Pour autant, la comparaison avec d’autres pays ne confirme pas nécessairement le propos. En Suisse, en Allemagne ou en Autriche, le train longue distance est cher… parfois très cher : 150 € pour un aller simple « dernière minute » en seconde classe Berlin – Munich pour le samedi 5 août 2023 (jour J de notre comparaison) par exemple… contre 65,90 € pour un départ le mercredi 23 août suivant. Ajoutez le fait que la garantie de voyager assis n’est pas assurée puisqu’il n’y a pas de réservation obligatoire.

Ceci étant, les comparaisons pleuvent ces derniers mois sur le coût des déplacements en voiture, en train, en avion. En réalité, on assiste à un grand écart entre des prix hauts de plus en plus élevés et le développement des offres à bas coût, mais en tant que produits distincts (Ouigo grande vitesse et Ouigo classique).

Le train rare

La récente étude de Trans-Missions met en avant la singularité de la situation française des offres longue distance. Les taux d’occupation sont particulièrement élevés, mais la France a toujours le culte du train rare (« lourd et lent » disait-on en complément jusqu’à l’avènement du TGV), dont le remplissage est optimisé à coups de yield management, très bien admis par le public lorsqu’il prend l’avion, beaucoup moins quand il prend le train. Il n’a majoritairement pas intégré que les dessertes à grande vitesse ne sont pas du service public mais une offre commerciale fonctionnant comme une entreprise privée, sans concours public.

Ce culte du train rare est entretenu depuis une vingtaine d’années par une focalisation sur le taux d’occupation des trains : indicateur intéressant, mais non suffisant. Lorsqu’on analyse charges et recettes, entre une rame Réseau de 1993 et une rame Duplex série 200 plus jeune de 4 à 5 ans, la différence de coût de production porte principalement sur la valeur résiduelle de la rame, logiquement un peu plus élevée pour la rame Duplex. Pour le reste, techniquement, les motrices sont quasiment identiques et leur exploitation nécessite toujours 4 agents (un conducteur, deux contrôleurs, un agent au bar). Les charges sont donc très comparables.

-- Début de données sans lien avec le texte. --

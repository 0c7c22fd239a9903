//! Budgeting week boundaries.

use chrono::{Datelike, NaiveDate, TimeDelta, Weekday};

/// First day of the week containing `date`.
#[must_use]
pub fn week_start_for(date: NaiveDate, starts_on: Weekday) -> NaiveDate {
    let offset = (date.weekday().num_days_from_monday() + 7 - starts_on.num_days_from_monday()) % 7;
    date - TimeDelta::days(i64::from(offset))
}

/// Last day of the week containing `date`. Ledger entries of a closed week carry this date.
#[must_use]
pub fn week_end_for(date: NaiveDate, starts_on: Weekday) -> NaiveDate {
    week_start_for(date, starts_on) + TimeDelta::days(6)
}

Le prétexte de la capacité accrue ne saurait justifier une réduction de fréquence lors du passage d’une relation à la formule Duplex.

Qui plus est, le voyageur se moque de la capacité du train : ce qui lui importe, c’est d’avoir une place dans un train circulant à un horaire qui lui convient, à un prix supportable et avec une prestation de bonne qualité. Réduire les fréquences en arguant du maintien de la capacité journalière passerait donc plutôt pour un prétexte à augmenter les prix sur les trains les plus demandés et entretenir une spirale décliniste.

Bilan, il y a de la place sur les LGV françaises du fait de la réduction de desserte opérée dans les années 2010, atteignant environ 15 % par rapport à l’apogée de 2008. L’arrivée de Trenitalia et de la RENFE reste encore marginale pour redresser la barre. Avis aux candidats !

Il faut cependant aller plus loin.

Tension sur le parc TGV

La gestion du parc de rames TGV a connu quelques soubresauts depuis l’arrivée des premières rames Duplex en 1998. L’orientation vers un parc unique a conduit à éliminer progressivement tout ou partie des rames Sud-Est, Atlantique et Réseau. Pour les premières, c’était logique, après une quarantaine d’années de service. Pour les secondes, l’obsolescence informatique ne saurait être négligée, pas plus que leur périmètre d’action restreint compte tenu de leur formation à 10 remorques. Néanmoins, la fréquentation des liaisons vers l’Atlantique depuis 2017 a conduit SNCF Voyageurs à conserver et rénover 28 rames sur les 105 de la série.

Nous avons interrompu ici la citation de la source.